There are surely political reasons too. In the US nowadays, any mention of the UN wielding power is treated by liberals and conservatives alike with the same kind of patriotic blustering as you hear from Britons when the EU attempts to regulate the length of their bananas.
It seems to be quite acceptable lately to invoke the UN oil-for-food scandal, say, as a reason why the US should retain oversight of the internet, while cheerfully ignoring the multitude of brazen corruptions in America’s own political system.
That said, very few Westerners would argue that a more suitable venue for managing the internet is a body that could so easily be steered by censorial, authoritarian regimes like China and Iran (like, say, PrepCom-3 was).
It would go against the principles of openness, designed into the protocols and enthusiastically embraced by those who use the network to communicate, on which the internet has operated for the last decade.
But, equally, unilateral US oversight of ICANN leaves the policymaking process open to capture by the views of those in power. Currently, that means politicians who are frequently influenced by the lobbying of right-wing Christian activists.
In August, the NTIA broke seven years of relative silence on the matter of deploying new top-level domains, when it asked ICANN to delay final approval of .xxx, a proposed new TLD that would serve the pornography industry.
It did so because of a letter-writing campaign orchestrated by conservative lobbyists such as Focus on the Family (the name is misleading -- it’s a religious group), which has the ear of the Bush administration.
If a hypothetical UN-linked ICANN overseer could be criticized for being open to steering by un-democratic regimes, could not US oversight be criticized for being open to steering by groups that more secular nations consider, at best, fringe?

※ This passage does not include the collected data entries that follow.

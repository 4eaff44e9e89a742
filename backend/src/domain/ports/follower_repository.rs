//! Driven port for the follower edge store.
use async_trait::async_trait;

use crate::domain::{FollowerEdge, FollowerSummary, UserId};

use super::define_port_error;

define_port_error! {
    /// Persistence errors raised by follower repository adapters.
    pub enum FollowerPersistenceError {
        /// Repository connection could not be established.
        Connection { message: String } => "follower repository connection failed: {message}",
        /// Query or mutation failed during execution.
        Query { message: String } => "follower repository query failed: {message}",
        /// One endpoint of the edge no longer exists.
        MissingEndpoint => "follower edge references a missing user",
    }
}

/// Storage for directed follower edges.
#[cfg_attr(test, mockall::automock)]
#[async_trait]
pub trait FollowerRepository: Send + Sync {
    /// Store the edge unless it is already present.
    ///
    /// Returns `true` when a new edge was written. Adapters reject edges whose
    /// endpoints are missing at write time with
    /// [`FollowerPersistenceError::MissingEndpoint`].
    async fn insert_if_absent(&self, edge: &FollowerEdge)
    -> Result<bool, FollowerPersistenceError>;

    /// Remove the edge `follower_id -> user_id`; `false` when it was absent.
    async fn remove(
        &self,
        user_id: &UserId,
        follower_id: &UserId,
    ) -> Result<bool, FollowerPersistenceError>;

    /// Whether `follower_id` follows `user_id`.
    async fn exists(
        &self,
        user_id: &UserId,
        follower_id: &UserId,
    ) -> Result<bool, FollowerPersistenceError>;

    /// Followers of `user_id` in edge creation order.
    async fn followers_of(
        &self,
        user_id: &UserId,
    ) -> Result<Vec<FollowerSummary>, FollowerPersistenceError>;
}
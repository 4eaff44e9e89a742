//! Driven port for post persistence.
use async_trait::async_trait;

use crate::domain::{Post, UserId};

use super::define_port_error;

define_port_error! {
    /// Persistence errors raised by post repository adapters.
    pub enum PostPersistenceError {
        /// Repository connection could not be established.
        Connection { message: String } => "post repository connection failed: {message}",
        /// Query or mutation failed during execution.
        Query { message: String } => "post repository query failed: {message}",
        /// The author was deleted before the post could be stored.
        MissingAuthor => "post author does not exist",
    }
}

#[cfg_attr(test, mockall::automock)]
#[async_trait]
pub trait PostRepository: Send + Sync {
    /// Persist a new post.
    async fn insert(&self, post: &Post) -> Result<(), PostPersistenceError>;

    /// Posts written by `author_id`, newest first.
    ///
    /// Posts sharing a timestamp are returned newest insert first.
    async fn list_by_author(&self, author_id: &UserId) -> Result<Vec<Post>, PostPersistenceError>;
}
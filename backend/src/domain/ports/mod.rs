//! Domain ports for the hexagonal boundary.
//!
//! Driving ports (`UserDirectory`, `FollowerGraph`, `PostStore`,
//! `VisiblePostsQuery`) are what inbound adapters call. Driven ports
//! (`*Repository`) are what the services call; each declares its own error
//! enum so adapters map their failures into predictable variants.

mod macros;
pub(crate) use macros::define_port_error;

mod follower_graph;
mod follower_repository;
mod post_repository;
mod post_store;
mod user_directory;
mod user_repository;
mod visible_posts;

#[cfg(test)]
pub use follower_graph::MockFollowerGraph;
pub use follower_graph::FollowerGraph;
#[cfg(test)]
pub use follower_repository::MockFollowerRepository;
pub use follower_repository::{FollowerPersistenceError, FollowerRepository};
#[cfg(test)]
pub use post_repository::MockPostRepository;
pub use post_repository::{PostPersistenceError, PostRepository};
#[cfg(test)]
pub use post_store::MockPostStore;
pub use post_store::PostStore;
#[cfg(test)]
pub use user_directory::MockUserDirectory;
pub use user_directory::{UserDirectory, UserProfileRequest};
#[cfg(test)]
pub use user_repository::MockUserRepository;
pub use user_repository::{UserPersistenceError, UserRepository};
pub use visible_posts::VisiblePostsQuery;
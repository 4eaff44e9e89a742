//! Posts authored by users.

use std::fmt;

use chrono::{DateTime, Utc};
use uuid::Uuid;

use super::user::UserId;

/// Maximum number of characters in a post.
pub const POST_TEXT_MAX: usize = 1000;

/// Validation errors raised by [`PostText::new`].
#[derive(Debug, Clone, PartialEq, Eq)]
pub enum PostValidationError {
    EmptyText,
    TextTooLong { max: usize },
}

impl fmt::Display for PostValidationError {
    fn fmt(&self, f: &mut fmt::Formatter<'_>) -> fmt::Result {
        match self {
            Self::EmptyText => write!(f, "text must not be blank"),
            Self::TextTooLong { max } => write!(f, "text must be at most {max} characters"),
        }
    }
}

impl std::error::Error for PostValidationError {}

/// Free-text body of a post.
#[derive(Debug, Clone, PartialEq, Eq)]
pub struct PostText(String);

impl PostText {
    /// Validate and construct post text.
    pub fn new(text: impl Into<String>) -> Result<Self, PostValidationError> {
        let text = text.into();
        if text.trim().is_empty() {
            return Err(PostValidationError::EmptyText);
        }
        if text.chars().count() > POST_TEXT_MAX {
            return Err(PostValidationError::TextTooLong { max: POST_TEXT_MAX });
        }
        Ok(Self(text))
    }
}

impl AsRef<str> for PostText {
    fn as_ref(&self) -> &str {
        &self.0
    }
}

impl From<PostText> for String {
    fn from(value: PostText) -> Self {
        value.0
    }
}

/// Stable post identifier.
#[derive(Debug, Clone, Copy, PartialEq, Eq, Hash)]
pub struct PostId(Uuid);

impl PostId {
    #[must_use]
    pub fn random() -> Self {
        Self(Uuid::new_v4())
    }

    #[must_use]
    pub const fn from_uuid(uuid: Uuid) -> Self {
        Self(uuid)
    }

    pub fn as_uuid(&self) -> &Uuid {
        &self.0
    }
}

impl fmt::Display for PostId {
    fn fmt(&self, f: &mut fmt::Formatter<'_>) -> fmt::Result {
        self.0.fmt(f)
    }
}

/// A post and its server-assigned creation time.
#[derive(Debug, Clone, PartialEq, Eq)]
pub struct Post {
    id: PostId,
    author_id: UserId,
    text: PostText,
    created_at: DateTime<Utc>,
}

impl Post {
    /// Assemble a post from already validated parts.
    pub fn new(id: PostId, author_id: UserId, text: PostText, created_at: DateTime<Utc>) -> Self {
        Self {
            id,
            author_id,
            text,
            created_at,
        }
    }

    /// Post identifier.
    pub fn id(&self) -> &PostId {
        &self.id
    }

    /// User who wrote the post.
    pub fn author_id(&self) -> &UserId {
        &self.author_id
    }

    /// Post body.
    pub fn text(&self) -> &PostText {
        &self.text
    }

    /// Server time at which the post was accepted.
    pub fn created_at(&self) -> DateTime<Utc> {
        self.created_at
    }
}

/// Order posts newest first.
///
/// The sort is stable, so posts sharing a timestamp keep their relative input
/// order.
pub fn sort_newest_first(posts: &mut [Post]) {
    posts.sort_by(|a, b| b.created_at.cmp(&a.created_at));
}
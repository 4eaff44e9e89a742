//! Follow relationship service.
//!
//! Enforces the graph invariants on top of the user and follower
//! repositories: no self-follow, both endpoints must exist, and at most one
//! edge per ordered pair.

use std::sync::Arc;

use async_trait::async_trait;
use tracing::{debug, info};

use crate::domain::ports::{
    FollowerGraph, FollowerPersistenceError, FollowerRepository, UserRepository,
};
use crate::domain::{FollowerEdge, FollowerSummary, SocialError, UserId};

/// Follower graph backed by user and follower repositories.
#[derive(Clone)]
pub struct FollowerGraphService<U, F> {
    users: Arc<U>,
    followers: Arc<F>,
}

impl<U, F> FollowerGraphService<U, F> {
    /// Build the service over shared user and follower repositories.
    pub fn new(users: Arc<U>, followers: Arc<F>) -> Self {
        Self { users, followers }
    }
}

impl<U, F> FollowerGraphService<U, F>
where
    U: UserRepository,
{
    async fn require_user(&self, id: &UserId) -> Result<(), SocialError> {
        match self.users.find_by_id(id).await? {
            Some(_) => Ok(()),
            None => Err(SocialError::UserNotFound(*id)),
        }
    }
}

#[async_trait]
impl<U, F> FollowerGraph for FollowerGraphService<U, F>
where
    U: UserRepository,
    F: FollowerRepository,
{
    async fn follow(&self, user_id: &UserId, follower_id: &UserId) -> Result<(), SocialError> {
        let edge = FollowerEdge::new(*user_id, *follower_id).map_err(|_| SocialError::SelfFollow)?;
        self.require_user(user_id).await?;
        self.require_user(follower_id).await?;

        match self.followers.insert_if_absent(&edge).await {
            Ok(true) => {
                info!(%user_id, %follower_id, "follower added");
                Ok(())
            }
            Ok(false) => {
                debug!(%user_id, %follower_id, "follow already present");
                Ok(())
            }
            Err(FollowerPersistenceError::MissingEndpoint) => {
                // An endpoint was deleted after the existence checks.
                self.require_user(follower_id).await?;
                Err(SocialError::UserNotFound(*user_id))
            }
            Err(err) => Err(err.into()),
        }
    }

    async fn unfollow(&self, user_id: &UserId, follower_id: &UserId) -> Result<(), SocialError> {
        self.require_user(user_id).await?;
        let removed = self.followers.remove(user_id, follower_id).await?;
        debug!(%user_id, %follower_id, removed, "unfollow processed");
        Ok(())
    }

    async fn followers_of(&self, user_id: &UserId) -> Result<Vec<FollowerSummary>, SocialError> {
        self.require_user(user_id).await?;
        Ok(self.followers.followers_of(user_id).await?)
    }

    async fn is_following(
        &self,
        follower_id: &UserId,
        user_id: &UserId,
    ) -> Result<bool, SocialError> {
        Ok(self.followers.exists(user_id, follower_id).await?)
    }
}

#[cfg(test)]
#[path = "follower_graph_service_tests.rs"]
mod tests;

Of course, it’s not just the US that has concerns over .xxx. Brazil, for one, has criticized ICANN for its decision to approve the domain, although whether that was a moral stance or a cheap political shot at the US is debatable.
The US’s opponents have other fears, too. What if the US enters a trade embargo with Bulgaria, say, and unilaterally orders IANA to take .bg off of the internet? It’s hard to imagine, but it’s technically possible under the current arrangements.

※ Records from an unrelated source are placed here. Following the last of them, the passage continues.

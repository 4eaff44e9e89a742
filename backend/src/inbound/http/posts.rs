//! Post endpoints.
//!
//! ```text
//! POST /api/v1/users/{userId}/posts   {"text":"Hello"}
//! GET  /api/v1/users/{userId}/posts   followerId: <uuid>
//! ```

use actix_web::{HttpRequest, HttpResponse, get, post, web};
use chrono::{DateTime, Utc};
use serde::{Deserialize, Serialize};
use utoipa::ToSchema;
use uuid::Uuid;

use crate::domain::{Error, Post};
use crate::inbound::http::ApiResult;
use crate::inbound::http::state::HttpState;
use crate::inbound::http::validation::{USER_ID, follower_id_header, parse_user_id};

#[derive(Debug, Clone, Default, Deserialize, Serialize, ToSchema)]
#[serde(rename_all = "camelCase")]
pub struct PostRequest {
    #[schema(example = "Hello")]
    pub text: Option<String>,
}

/// A freshly created post.
#[derive(Debug, Clone, PartialEq, Eq, Deserialize, Serialize, ToSchema)]
#[serde(rename_all = "camelCase")]
pub struct PostResponse {
    pub id: Uuid,
    pub text: String,
    pub date_time: DateTime<Utc>,
}

impl From<Post> for PostResponse {
    fn from(post: Post) -> Self {
        Self {
            id: *post.id().as_uuid(),
            date_time: post.created_at(),
            text: post.text().as_ref().to_owned(),
        }
    }
}

/// A post as seen by a follower.
#[derive(Debug, Clone, PartialEq, Eq, Deserialize, Serialize, ToSchema)]
#[serde(rename_all = "camelCase")]
pub struct PostView {
    pub text: String,
    pub date_time: DateTime<Utc>,
}

impl From<Post> for PostView {
    fn from(post: Post) -> Self {
        Self {
            date_time: post.created_at(),
            text: post.text().as_ref().to_owned(),
        }
    }
}

/// Publish a post as `userId`.
#[utoipa::path(
    post,
    path = "/api/v1/users/{userId}/posts",
    params(("userId" = Uuid, Path, description = "Author")),
    request_body = PostRequest,
    responses(
        (status = 201, description = "Post created", body = PostResponse),
        (status = 404, description = "Unknown user", body = Error),
        (status = 422, description = "Validation Error", body = Error)
    ),
    tags = ["posts"],
    operation_id = "createPost"
)]
#[post("/users/{userId}/posts")]
pub async fn create_post(
    state: web::Data<HttpState>,
    path: web::Path<String>,
    payload: web::Json<PostRequest>,
) -> ApiResult<HttpResponse> {
    let user_id = parse_user_id(&path, USER_ID)?;
    let post = state.posts.create(&user_id, payload.into_inner().text).await?;
    Ok(HttpResponse::Created().json(PostResponse::from(post)))
}

/// List the posts of `userId`, newest first, on behalf of a follower.
#[utoipa::path(
    get,
    path = "/api/v1/users/{userId}/posts",
    params(
        ("userId" = Uuid, Path, description = "Author"),
        ("followerId" = Option<Uuid>, Header, description = "Requesting follower")
    ),
    responses(
        (status = 200, description = "Posts, newest first", body = [PostView]),
        (status = 400, description = "You forgot the header followerId / Inexistent followerId", body = Error),
        (status = 403, description = "You can't see these posts", body = Error),
        (status = 404, description = "Unknown user", body = Error)
    ),
    tags = ["posts"],
    operation_id = "listPosts"
)]
#[get("/users/{userId}/posts")]
pub async fn list_posts(
    state: web::Data<HttpState>,
    path: web::Path<String>,
    req: HttpRequest,
) -> ApiResult<web::Json<Vec<PostView>>> {
    let user_id = parse_user_id(&path, USER_ID)?;
    let follower_id = follower_id_header(&req)?;
    let posts = state
        .visible_posts
        .list_visible_posts(&user_id, follower_id)
        .await?;
    Ok(web::Json(posts.into_iter().map(PostView::from).collect()))
}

Also, ICANN’s contract with the NTIA requires it to approach nations to sign contracts acknowledging ICANN’s powers. As long as ICANN is beholden to the US government, that seems like an unpalatable dilution of sovereignty to many nations.
They’re also not happy with what they see as ICANN’s Western bias. One observer told us recently that some Asians get irked by the perception that ICANN thinks it “has Asia on board” to a given policy if it secures the support of Japan alone.
The internet has been a mass medium in most of the developed world for about a decade, but ICANN, IANA, and the Internet Engineering Task Force still hasn’t figured out a safe, standard way for Koreans, for example, to have URLs resolve in their own language.
To be sure, ICANN is not exclusively American. The members of its board of directors are drawn from all over the world, a policy enshrined in its bylaws. Not all its staff is American, and its president is an Australian former civil servant.
In addition, it has an influential Government Advisory Committee in which any nation is free to participate. ICANN’s board has never overruled the advice the GAC doles out, unlike the advice of some of its other constituencies.
But some governments want more of a role. Hence, the impasse at PrepCom-3.
Latest indications are that support for the US position is dissolving. The big shocker at PrepCom-3 was the decision by the European Union, represented at the meeting by the UK, to jump ship and throw its lot in with the opponents of US unilateralism.
The US still appears to have the support of the Japanese and Canadians. But other than that, its position has become a minority one. Not even the Brits are on its side this time.